Après, dans la mesure ou je n'ai pas lu le livre dont on a tiré les deux films, je ne saurais juger objectivement de l'adaptation de Matt Reeves. Mais une chose est sure, par rapport à Morse, il a été effectué un certain travail d'élagage, de substitution ou d'amélioration de parties jugé superflu, faible ou simplement fade. Tandis que beaucoup d’autres passages, en revanche, ont l'air parfaitement copié-collé du premier film, avec des effets de manche identique et des dialogues semblable au mot prêt. Mais viennent-ils vraiment de Morse, ou ont-ils été simplement reprit tel quel du livre ?...
Des personnages annexe ont plus ou moins disparu du cadre narratif. Du spectaculaire léché et ronronnant a été rajouté. Et si d'un coté, cette version gagne beaucoup par rapport à son ainé, d'un autre, pas mal a aussi été perdu. Comme certains paroxysme d'intensité émotionnelle, de tension, de ressenti de la violence ou même de grâce immense, qui étaient accentué par le contraste avec les phases calme, désœuvré et dépressive de Morse. Morse contient aussi plus de séquence aussi sublime qu'inoubliable. La photographie y est d'ailleurs plus raffiné que dans Let Me In. Et pourtant, globalement, Let Me In est plus régulier et ambitieux dans la qualité de ses plans. Et si l'ennui est moins présent dans Let Me In, avec sa disparition, une bonne dose atmosphérique de poésie mélancolique est aussi parti. Let Me In est moins ancré dans le réel que Morse. Mais il parait aussi moins grotesque et pataud.

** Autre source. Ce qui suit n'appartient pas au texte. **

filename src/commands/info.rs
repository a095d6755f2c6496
//! Prints basic facts about an audio file.

use std::path::{Path, PathBuf};

use crate::commands::peaks;
use crate::config::WavescopeConfig;
use crate::loader::LoadedAudio;
use crate::view::ui::format_time;

/// Decodes `file` and prints its format, length and peak level.
///
/// # Errors
/// - If the configuration cannot be loaded
/// - If the file cannot be decoded
pub async fn handle_info(file: PathBuf) -> Result<(), anyhow::Error> {
    let config = WavescopeConfig::load()?;
    // No columns needed, only the buffer
    let loaded = peaks::load(&file, &config, 0, 1).await?;
    print!("{}", format_info(&file, &loaded));
    Ok(())
}

fn format_info(file: &Path, loaded: &LoadedAudio) -> String {
    let buffer = &loaded.buffer;
    let source = &loaded.source;

    let mut format = if source.float {
        format!("{}-bit float", source.bits_per_sample)
    } else {
        format!("{}-bit PCM", source.bits_per_sample)
    };
    if source.converted {
        format.push_str(" (converted by ffmpeg)");
    }

    let duration = buffer.duration();
    [
        ("File", file.display().to_string()),
        ("Format", format),
        ("Channels", buffer.channel_count().to_string()),
        ("Sample rate", format!("{} Hz", buffer.sample_rate())),
        ("Frames", buffer.frame_count().to_string()),
        (
            "Duration",
            format!("{} ({:.3}s)", format_time(duration), duration.as_secs_f64()),
        ),
        ("Peak", format!("{:.4}", buffer.peak_magnitude())),
        ("Normalization", buffer.normalization().to_string()),
    ]
    .iter()
    .map(|(label, value)| format!("{:<15}{}\n", format!("{label}:"), value))
    .collect()
}
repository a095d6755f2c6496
//! Audio file decoding.
//!
//! Turns a file on disk into a [`SampleBuffer`]. WAV is read directly with
//! hound; everything else goes through a temporary WAV made by ffmpeg.
//! Decoding is cancellable so a newer load can supersede an older one.

pub mod binaries;
pub mod error;
pub mod ffmpeg;
pub mod wav;

pub use error::{DecodeError, DecodeResult};

use std::path::Path;
use std::sync::atomic::{AtomicBool, Ordering};
use std::sync::Arc;

use crate::waveform::{Normalization, SampleBuffer};

/// Shared cancellation flag for one decode.
#[derive(Debug, Clone, Default)]
pub struct CancelFlag(Arc<AtomicBool>);

impl CancelFlag {
    pub fn new() -> Self {
        Self::default()
    }

    pub fn cancel(&self) {
        self.0.store(true, Ordering::Release);
    }

    pub fn is_cancelled(&self) -> bool {
        self.0.load(Ordering::Acquire)
    }

    /// `Err(Cancelled)` once the flag is raised.
    pub fn check(&self) -> DecodeResult<()> {
        if self.is_cancelled() {
            Err(DecodeError::Cancelled)
        } else {
            Ok(())
        }
    }
}

/// Where the samples came from.
#[derive(Debug, Clone, Copy, PartialEq, Eq)]
pub struct SourceInfo {
    /// Bit depth of the decoded PCM (16 after ffmpeg conversion)
    pub bits_per_sample: u16,
    pub float: bool,
    /// Whether ffmpeg transcoded the file first
    pub converted: bool,
}

/// A decoded file.
#[derive(Debug, Clone)]
pub struct DecodedAudio {
    pub buffer: SampleBuffer,
    pub source: SourceInfo,
}

/// Decodes `path` into a normalized sample buffer.
///
/// # Errors
/// - If the file cannot be read or decoded
/// - `Cancelled` if `cancel` is raised before decoding finishes
pub fn decode_file(
    path: &Path,
    normalization: Normalization,
    cancel: &CancelFlag,
) -> DecodeResult<DecodedAudio> {
    cancel.check()?;

    if !path.is_file() {
        return Err(DecodeError::Io(std::io::Error::new(
            std::io::ErrorKind::NotFound,
            format!("{} is not a file", path.display()),
        )));
    }

    if is_wav(path) {
        return wav::decode_wav(path, normalization, cancel);
    }

    let temp = ffmpeg::convert_to_wav(path, cancel)?;
    let mut decoded = wav::decode_wav(temp.path(), normalization, cancel)?;
    decoded.source.converted = true;
    Ok(decoded)
}

fn is_wav(path: &Path) -> bool {
    path.extension()
        .and_then(|ext| ext.to_str())
        .is_some_and(|ext| ext.eq_ignore_ascii_case("wav") || ext.eq_ignore_ascii_case("wave"))
}

#[cfg(test)]
pub(crate) mod test_support {
    use std::path::PathBuf;
    use std::sync::atomic::{AtomicU64, Ordering};

    static NEXT: AtomicU64 = AtomicU64::new(0);

    /// Unique path in the temp dir for a test fixture.
    pub fn temp_wav_path(name: &str) -> PathBuf {
        let id = NEXT.fetch_add(1, Ordering::Relaxed);
        std::env::temp_dir().join(format!(
            "wavescope_test_{}_{}_{}.wav",
            std::process::id(),
            name,
            id
        ))
    }

    /// Writes a 16-bit WAV fixture and returns its path.
    pub fn write_wav(name: &str, channels: u16, sample_rate: u32, samples: &[i16]) -> PathBuf {
        let path = temp_wav_path(name);
        let spec = hound::WavSpec {
            channels,
            sample_rate,
            bits_per_sample: 16,
            sample_format: hound::SampleFormat::Int,
        };
        let mut writer = hound::WavWriter::create(&path, spec).unwrap();
        for &s in samples {
            writer.write_sample(s).unwrap();
        }
        writer.finalize().unwrap();
        path
    }
}
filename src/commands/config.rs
//! Configuration file editor command.
//!
//! Opens the wavescope configuration file in the user's preferred editor.

use std::process::Command;

use crate::config::{get_config_path, WavescopeConfig};

/// Opens the configuration file in the user's preferred editor.
///
/// Tries editors in this order:
/// 1. $EDITOR environment variable
/// 2. nano
/// 3. vi
///
/// After the editor exits the file is parsed once more, so a typo is
/// reported right away instead of on the next start of the viewer.
///
/// # Errors
/// - If no editor can be found or executed
pub fn handle_config() -> anyhow::Result<()> {
    let config_path = get_config_path()?;

    tracing::info!("Opening config file: {}", config_path.display());

    let editor = find_editor()?;
    tracing::debug!("Using editor: {}", editor);

    let status = Command::new(&editor)
        .arg(&config_path)
        .status()
        .map_err(|e| {
            anyhow::anyhow!(
                "Failed to open editor '{editor}': {e}. \
                 Make sure the editor is installed and accessible."
            )
        })?;

    if !status.success() {
        return Err(anyhow::anyhow!(
            "Editor exited with error code: {}",
            status.code().unwrap_or(-1)
        ));
    }

    match WavescopeConfig::load() {
        Ok(_) => tracing::info!("Config file edited successfully"),
        Err(e) => {
            tracing::warn!("Edited config does not parse: {e}");
            eprintln!("Warning: {} does not parse: {e}", config_path.display());
        }
    }
    Ok(())
}

/// Finds the best available editor to use.
fn find_editor() -> anyhow::Result<String> {
    if let Ok(editor) = std::env::var("EDITOR") {
        if !editor.is_empty() {
            return Ok(editor);
        }
    }

    ["nano", "vi"]
        .into_iter()
        .find(|editor| is_editor_available(editor))
        .map(str::to_string)
        .ok_or_else(|| {
            anyhow::anyhow!("No editor found. Please set the $EDITOR environment variable.")
        })
}

/// Checks if an editor is available in the system PATH.
fn is_editor_available(editor: &str) -> bool {
    Command::new("which")
        .arg(editor)
        .output()
        .map(|output| output.status.success())
        .unwrap_or(false)
}
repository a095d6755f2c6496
//! Interactive waveform viewer.
//!
//! `state` holds what one display shows, `session` drives it from loads,
//! playback and user commands, and `ui` paints it in the terminal.

pub mod session;
pub mod state;
pub mod ui;

pub use session::ViewerSession;
pub use state::{Delivery, WaveformView};
pub use ui::{ViewerCommand, ViewerTui};
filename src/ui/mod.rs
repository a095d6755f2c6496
//! Shared terminal screens.

pub mod error;

pub use error::ErrorScreen;
use crate::error::StageError;
use crate::pipeline::context::{AnalysisContext, ProcessingStage};
use crate::pipeline::domain::PublicResult;
use crate::pipeline::domain::classification::MAX_SEVERITY;
use crate::pipeline::orchestration::ProcessingStep;
use async_trait::async_trait;

/// Reduces the context to the four public fields.
///
/// Any recorded error collapses to the safe reject payload, and so does a
/// context that somehow has neither an error nor a classification.
#[derive(Debug, Default, Clone, Copy)]
pub struct OutputFormatter;

impl OutputFormatter {
    pub fn new() -> Self {
        Self
    }

    pub fn format(&self, context: &AnalysisContext) -> Result<PublicResult, StageError> {
        if context.error().is_some() {
            return Ok(PublicResult::safe_reject());
        }

        let Some(classification) = context.classification() else {
            tracing::warn!(
                request_id = %context.request_id(),
                "No classification and no error recorded, returning reject"
            );
            return Ok(PublicResult::safe_reject());
        };

        let result = PublicResult::from(classification);
        if !result.is_consistent() {
            return Err(StageError::Formatting(format!(
                "{} result has inconsistent severity fields",
                result.category
            )));
        }
        if result.severity.is_some_and(|severity| severity > MAX_SEVERITY) {
            return Err(StageError::Formatting(format!(
                "severity {:?} is outside 0-{MAX_SEVERITY}",
                result.severity
            )));
        }
        Ok(result)
    }
}

#[async_trait]
impl ProcessingStep for OutputFormatter {
    async fn process(&self, context: AnalysisContext) -> AnalysisContext {
        match self.format(&context) {
            Ok(result) => context.with_formatted_result(result),
            Err(error) => context
                .with_error(error)
                .with_formatted_result(PublicResult::safe_reject()),
        }
    }

    fn name(&self) -> &'static str {
        "OutputFormatter"
    }

    fn stage(&self) -> ProcessingStage {
        ProcessingStage::OutputFormatting
    }
}
use std::time::Duration;
use thiserror::Error;

// Main Application Error Type

#[derive(Error, Debug)]
pub enum AppError {
    #[error("Configuration Error: {0}")]
    Config(#[from] ConfigError),
    #[error("I/O Error: {0}")]
    Io(#[from] std::io::Error),
    #[error("JSON Error: {0}")]
    Json(#[from] serde_json::Error),
    #[error("API key not configured. Set OPENAI_API_KEY or ECO_TRIAGE_API_KEY.")]
    MissingApiKey,
    #[error("Usage: {0}")]
    Usage(String),
}

#[derive(Error, Debug)]
pub enum ConfigError {
    #[error("Failed to load configuration: {0}")]
    Load(#[from] config::ConfigError),
    #[error("Invalid configuration: {0}")]
    Invalid(String),
}

// Failures of a single external model invocation
#[derive(Error, Debug, Clone, PartialEq)]
pub enum ModelError {
    #[error("model API key is not configured")]
    MissingApiKey,
    #[error("transport error: {0}")]
    Transport(String),
    #[error("model service returned status {status}: {body}")]
    Status { status: u16, body: String },
    #[error("model call timed out after {0:?}")]
    Timeout(Duration),
    #[error("model refused the request: {0}")]
    Refusal(String),
    #[error("model returned an empty response")]
    EmptyResponse,
    #[error("output does not match schema: {0}")]
    SchemaViolation(String),
    #[error("model service error: {0}")]
    Service(String),
}

impl ModelError {
    /// Whether another attempt at the same request could plausibly succeed.
    pub fn is_retryable(&self) -> bool {
        match self {
            ModelError::Transport(_)
            | ModelError::Timeout(_)
            | ModelError::EmptyResponse
            | ModelError::SchemaViolation(_) => true,
            ModelError::Status { status, .. } => *status == 429 || *status >= 500,
            ModelError::MissingApiKey | ModelError::Refusal(_) | ModelError::Service(_) => false,
        }
    }
}

impl From<reqwest::Error> for ModelError {
    fn from(error: reqwest::Error) -> Self {
        ModelError::Transport(error.to_string())
    }
}

// Failures recorded on the analysis context by the stages
#[derive(Error, Debug, Clone, PartialEq)]
pub enum StageError {
    #[error("Error in image analysis: {0}")]
    Analysis(ModelError),
    #[error("No analysis available for classification")]
    MissingAnalysis,
    #[error("Error in image classification: {0}")]
    Classification(ModelError),
    #[error("Error formatting output: {0}")]
    Formatting(String),
}

// Engine-internal failures, collapsed to the safe reject payload at the boundary
#[derive(Error, Debug)]
pub enum PipelineError {
    #[error("stage panicked: {0}")]
    StagePanicked(String),
    #[error("pipeline finished without a formatted result")]
    MissingFormattedResult,
}

#[cfg(test)]
mod tests {
    use super::*;

    #[test]
    fn retryable_errors_are_transient_ones() {
        assert!(ModelError::Transport("reset".into()).is_retryable());
        assert!(ModelError::Timeout(Duration::from_secs(1)).is_retryable());
        assert!(ModelError::SchemaViolation("missing field".into()).is_retryable());
        assert!(ModelError::Status { status: 503, body: String::new() }.is_retryable());
        assert!(ModelError::Status { status: 429, body: String::new() }.is_retryable());
        assert!(!ModelError::Status { status: 401, body: String::new() }.is_retryable());
        assert!(!ModelError::MissingApiKey.is_retryable());
        assert!(!ModelError::Refusal("no".into()).is_retryable());
    }

    #[test]
    fn stage_errors_carry_descriptive_messages() {
        assert_eq!(
            StageError::MissingAnalysis.to_string(),
            "No analysis available for classification"
        );
        let err = StageError::Analysis(ModelError::Transport("connection refused".into()));
        assert_eq!(
            err.to_string(),
            "Error in image analysis: transport error: connection refused"
        );
    }
}
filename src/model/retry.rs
use crate::error::ModelError;
use rand::Rng;
use std::future::Future;
use std::time::Duration;

const MAX_BACKOFF: Duration = Duration::from_secs(10);

/// Bounded retry with exponential backoff and a little jitter.
#[derive(Debug, Clone, Copy, PartialEq, Eq)]
pub struct RetryPolicy {
    max_attempts: u32,
    initial_backoff: Duration,
}

impl Default for RetryPolicy {
    fn default() -> Self {
        Self::none()
    }
}

impl RetryPolicy {
    pub fn new(max_attempts: u32, initial_backoff: Duration) -> Self {
        Self {
            max_attempts: max_attempts.max(1),
            initial_backoff,
        }
    }

    /// A single attempt, no retries.
    pub fn none() -> Self {
        Self::new(1, Duration::ZERO)
    }

    pub fn max_attempts(&self) -> u32 {
        self.max_attempts
    }

    /// Backoff before attempt `attempt + 1`, without jitter.
    pub fn base_backoff(&self, attempt: u32) -> Duration {
        let exponent = attempt.saturating_sub(1).min(16);
        self.initial_backoff
            .saturating_mul(1 << exponent)
            .min(MAX_BACKOFF)
    }

    fn delay_for(&self, attempt: u32) -> Duration {
        let base = self.base_backoff(attempt);
        let jitter_ms = (base.as_millis() / 4) as u64;
        if jitter_ms == 0 {
            return base;
        }
        base + Duration::from_millis(rand::rng().random_range(0..=jitter_ms))
    }

    /// Runs `operation` until it succeeds, fails with a non-retryable
    /// error, or the attempts are used up. The attempt number starts at 1.
    pub async fn run<T, F, Fut>(&self, mut operation: F) -> Result<T, ModelError>
    where
        F: FnMut(u32) -> Fut,
        Fut: Future<Output = Result<T, ModelError>>,
    {
        let mut attempt = 1;
        loop {
            match operation(attempt).await {
                Ok(value) => return Ok(value),
                Err(error) if error.is_retryable() && attempt < self.max_attempts => {
                    let delay = self.delay_for(attempt);
                    tracing::warn!(
                        "Model attempt {}/{} failed: {}, retrying in {:?}",
                        attempt,
                        self.max_attempts,
                        error,
                        delay
                    );
                    tokio::time::sleep(delay).await;
                    attempt += 1;
                }
                Err(error) => return Err(error),
            }
        }
    }
}
pub mod context;
pub mod domain;
pub mod orchestration;

pub use context::{AnalysisContext, PipelineState};
pub use domain::{Category, ClassificationResult, PublicResult, SceneAnalysis, SeverityLevel};
pub use orchestration::{ClassificationPipeline, ClassificationPipelineBuilder};
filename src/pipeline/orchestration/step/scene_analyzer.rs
use crate::error::{ModelError, StageError};
use crate::model::{ModelRequest, StructuredModel};
use crate::pipeline::context::{AnalysisContext, ProcessingStage};
use crate::pipeline::domain::SceneAnalysis;
use crate::pipeline::orchestration::ProcessingStep;
use crate::pipeline::orchestration::prompts::ANALYSIS_PROMPT;
use async_trait::async_trait;

/// Vision call producing the structured scene evidence.
pub struct SceneAnalysisStep {
    model: StructuredModel,
    temperature: f64,
}

impl SceneAnalysisStep {
    pub fn new(model: StructuredModel) -> Self {
        Self {
            model,
            temperature: 0.9,
        }
    }

    pub fn with_temperature(mut self, temperature: f64) -> Self {
        self.temperature = temperature;
        self
    }

    pub async fn analyze(&self, context: &AnalysisContext) -> Result<SceneAnalysis, ModelError> {
        if context.image_data().trim().is_empty() {
            return Err(ModelError::Service("image payload is empty".to_string()));
        }

        let request = ModelRequest::for_output::<SceneAnalysis>(ANALYSIS_PROMPT, self.temperature)
            .with_image(context.shared_image_data());
        self.model.invoke(request).await
    }
}

#[async_trait]
impl ProcessingStep for SceneAnalysisStep {
    async fn process(&self, context: AnalysisContext) -> AnalysisContext {
        match self.analyze(&context).await {
            Ok(analysis) => {
                tracing::debug!(
                    environment = %analysis.environment_type,
                    indoor_household = analysis.is_indoor_household,
                    objects = analysis.objects_detected.len(),
                    "Scene analysis complete"
                );
                context.with_analysis(analysis)
            }
            Err(error) => context.with_error(StageError::Analysis(error)),
        }
    }

    fn name(&self) -> &'static str {
        "SceneAnalysisStep"
    }

    fn stage(&self) -> ProcessingStage {
        ProcessingStage::SceneAnalysis
    }
}

#[cfg(test)]
mod tests {
    use super::*;
    use crate::model::testing::{Scripted, ScriptedModel, analysis_json};
    use crate::pipeline::context::PipelineState;
    use std::sync::Arc;

    fn step(model: Arc<ScriptedModel>) -> SceneAnalysisStep {
        SceneAnalysisStep::new(StructuredModel::new(model))
    }

    #[tokio::test]
    async fn stores_the_analysis_on_success() {
        let model = Arc::new(ScriptedModel::new(vec![Scripted::Reply(analysis_json(false))]));

        let context = step(model.clone())
            .process(AnalysisContext::new("aGVsbG8="))
            .await;

        assert_eq!(context.state(), PipelineState::Analyzed);
        assert!(context.error().is_none());
        let request = &model.requests()[0];
        assert_eq!(request.image_base64.as_deref(), Some("aGVsbG8="));
        assert_eq!(request.prompt, ANALYSIS_PROMPT);
        assert_eq!(request.temperature, 0.9);
    }

    #[tokio::test]
    async fn network_failure_is_recorded_not_raised() {
        let model = Arc::new(ScriptedModel::new(vec![Scripted::Fail(ModelError::Transport(
            "connection reset".into(),
        ))]));

        let context = step(model).process(AnalysisContext::new("aGVsbG8=")).await;

        assert!(context.analysis().is_none());
        assert_eq!(
            context.error().map(ToString::to_string).as_deref(),
            Some("Error in image analysis: transport error: connection reset")
        );
        assert_eq!(context.state(), PipelineState::AnalysisFailed);
    }

    #[tokio::test]
    async fn partial_output_leaves_no_analysis() {
        let model = Arc::new(ScriptedModel::new(vec![Scripted::Reply(
            r#"{"description": "half", "is_indoor_household": false}"#.into(),
        )]));

        let context = step(model).process(AnalysisContext::new("aGVsbG8=")).await;

        assert!(context.analysis().is_none());
        assert!(matches!(
            context.error(),
            Some(StageError::Analysis(ModelError::SchemaViolation(_)))
        ));
    }

    #[tokio::test]
    async fn empty_image_skips_the_model() {
        let model = Arc::new(ScriptedModel::new(vec![]));

        let context = step(model.clone()).process(AnalysisContext::new("")).await;

        assert_eq!(model.call_count(), 0);
        assert!(matches!(context.error(), Some(StageError::Analysis(_))));
    }
}
use crate::pipeline::domain::SceneAnalysis;

pub const ANALYSIS_PROMPT: &str = "\
Analyze this image in detail. Provide a comprehensive analysis including:
1. Detailed description of visible elements
2. All objects / features (concise list)
3. Environment type (indoor household vs outdoor/public is critical)
4. Lighting conditions
5. Image quality assessment
6. Environmental or infrastructure issues observable
7. Scale/extent of the issue relative to its category (e.g. small pile vs large accumulation, small crack vs large pothole, single tree vs large clearing)

KEY GATING RULE: Flag indoor/household imagery (kitchen waste, home bins, personal living spaces) distinctly from outdoor/public imagery by setting is_indoor_household. These are NOT legitimate public environmental concerns.

Provide only factual, observable details that can support downstream classification.";

const CLASSIFICATION_INSTRUCTIONS: &str = "\
Based on the detailed image analysis provided, classify this image into one of these categories:

1. garbage: Litter, waste, dumping, public-space pollution (OUTDOOR ONLY)
2. potholes: Road or pavement surface damage in public roads (holes, cracks, erosion)
3. deforestation: Tree removal, stumps, cleared forest areas, logging (OUTDOOR ONLY)
4. reject: Anything else, indoor/household garbage, or irrelevant content

REJECTION RULES:
- Indoor or household garbage -> reject
- Private personal trash not in a public context -> reject
- Ambiguous content not clearly belonging to a defined category -> reject

SEVERITY GUIDELINES:
- 0-30  : low / low-high (minor, limited impact)
- 31-55 : moderate (noticeable, localized impact)
- 56-75 : moderate-high (significant or growing issue)
- 76-90 : high (large, impactful, requires action soon)
- 91-100: extreme (severe, urgent intervention likely needed)

Provide:
- category (or reject)
- severity (0-100) unless reject, otherwise null
- severity_level (one of: low, low-high, moderate, moderate-high, high, extreme) unless reject, otherwise null
- scale (concise phrase, e.g. \"small pothole\", \"large garbage pile\", \"single tree\", \"extensive clearing\") unless reject, otherwise null
- confidence (0.0-1.0)
- reasoning (succinct explanation referencing the analysis evidence)";

/// Decision prompt with the full scene analysis embedded as evidence.
pub fn classification_prompt(analysis: &SceneAnalysis) -> String {
    format!(
        "{CLASSIFICATION_INSTRUCTIONS}

IMAGE ANALYSIS INPUT:
Description: {}
Objects: {}
Environment: {}
Indoor/Household Flag: {}
Lighting: {}
Image Quality: {}
Potential Issues: {}
Legitimacy Assessment: {}

Be conservative: only assign a non-reject category if clearly supported.",
        analysis.description,
        analysis.objects_detected.join(", "),
        analysis.environment_type,
        analysis.is_indoor_household,
        analysis.lighting_conditions,
        analysis.image_quality,
        analysis.potential_issues.join(", "),
        analysis.legitimacy_assessment,
    )
}

#[cfg(test)]
mod tests {
    use super::*;
    use crate::pipeline::domain::scene_analysis::fixtures;

    #[test]
    fn analysis_prompt_demands_indoor_flag() {
        assert!(ANALYSIS_PROMPT.contains("is_indoor_household"));
        assert!(ANALYSIS_PROMPT.contains("outdoor/public"));
    }

    #[test]
    fn classification_prompt_embeds_every_evidence_field() {
        let analysis = fixtures::outdoor_pothole();
        let prompt = classification_prompt(&analysis);

        assert!(prompt.contains(&analysis.description));
        assert!(prompt.contains("road, pothole, curb"));
        assert!(prompt.contains("Indoor/Household Flag: false"));
        assert!(prompt.contains("Lighting: natural daylight"));
        assert!(prompt.contains("Potential Issues: road surface damage"));
        assert!(prompt.contains(&analysis.legitimacy_assessment));
    }

    #[test]
    fn classification_prompt_states_rules_and_banding() {
        let prompt = classification_prompt(&fixtures::outdoor_pothole());
        assert!(prompt.contains("REJECTION RULES"));
        assert!(prompt.contains("Private personal trash"));
        assert!(prompt.contains("91-100: extreme"));
        assert!(prompt.contains("56-75 : moderate-high"));
    }
}
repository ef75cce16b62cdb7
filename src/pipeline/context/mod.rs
pub mod analysis_context;
pub mod metrics;
pub mod state;

pub use analysis_context::AnalysisContext;
pub use metrics::StageMetrics;
pub use state::{PipelineState, ProcessingStage};
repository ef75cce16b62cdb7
use crate::error::ModelError;
use crate::model::client::{ModelRequest, VisionModel};
use async_trait::async_trait;
use serde_json::json;
use std::collections::VecDeque;
use std::sync::Mutex;
use std::sync::atomic::{AtomicUsize, Ordering};
use std::time::Duration;

pub enum Scripted {
    Reply(String),
    Fail(ModelError),
    Delay(Duration, String),
    Panic,
}

/// Replays a fixed script of replies and records every request it saw.
pub struct ScriptedModel {
    script: Mutex<VecDeque<Scripted>>,
    requests: Mutex<Vec<ModelRequest>>,
    in_flight: AtomicUsize,
    peak_in_flight: AtomicUsize,
}

impl ScriptedModel {
    pub fn new(script: Vec<Scripted>) -> Self {
        Self {
            script: Mutex::new(script.into()),
            requests: Mutex::new(Vec::new()),
            in_flight: AtomicUsize::new(0),
            peak_in_flight: AtomicUsize::new(0),
        }
    }

    pub fn call_count(&self) -> usize {
        self.requests.lock().unwrap().len()
    }

    pub fn requests(&self) -> Vec<ModelRequest> {
        self.requests.lock().unwrap().clone()
    }

    /// Most calls that were ever running at the same time.
    pub fn peak_in_flight(&self) -> usize {
        self.peak_in_flight.load(Ordering::SeqCst)
    }
}

#[async_trait]
impl VisionModel for ScriptedModel {
    async fn complete(&self, request: ModelRequest) -> Result<String, ModelError> {
        self.requests.lock().unwrap().push(request);
        let next = self.script.lock().unwrap().pop_front();

        let running = self.in_flight.fetch_add(1, Ordering::SeqCst) + 1;
        self.peak_in_flight.fetch_max(running, Ordering::SeqCst);

        let outcome = match next {
            Some(Scripted::Reply(reply)) => Ok(reply),
            Some(Scripted::Fail(error)) => Err(error),
            Some(Scripted::Delay(delay, reply)) => {
                tokio::time::sleep(delay).await;
                Ok(reply)
            }
            Some(Scripted::Panic) => panic!("scripted model panic"),
            None => Err(ModelError::Service("script exhausted".to_string())),
        };

        self.in_flight.fetch_sub(1, Ordering::SeqCst);
        outcome
    }

    fn name(&self) -> &str {
        "scripted"
    }
}

pub fn analysis_json(is_indoor_household: bool) -> String {
    let environment = if is_indoor_household {
        "indoor household kitchen"
    } else {
        "outdoor urban street"
    };
    json!({
        "description": "Scene captured for environmental triage",
        "objects_detected": ["road", "pothole"],
        "environment_type": environment,
        "is_indoor_household": is_indoor_household,
        "lighting_conditions": "natural daylight",
        "image_quality": "clear",
        "potential_issues": ["road surface damage"],
        "legitimacy_assessment": "public infrastructure concern"
    })
    .to_string()
}

pub fn classification_json(
    category: &str,
    severity: Option<u8>,
    severity_level: Option<&str>,
    scale: Option<&str>,
) -> String {
    json!({
        "category": category,
        "severity": severity,
        "severity_level": severity_level,
        "scale": scale,
        "confidence": 0.82,
        "reasoning": "based on the scene analysis"
    })
    .to_string()
}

Bref, pour moi, ces deux films miroir sont vraiment à voir. Et si possible l'un à la suite de l'autre. Les deux ont leurs défauts et leurs qualités, parfois en commun. Mais à mon sens, aucun ne prend vraiment complétement le pas sur l'autre. Par contre, si vous êtes un spectateur facile, il est préférable de voir le film de Alfredson avant celui de Reeves. Sinon vous avez de fortes chances, de trouver injustement Morse globalement moins bon, alors qu'il est surtout volontairement moins abordable. Ce n'est pas mon cas. Longue vie à la Hammer. 3/5 d'une subtile variation sur le même thème.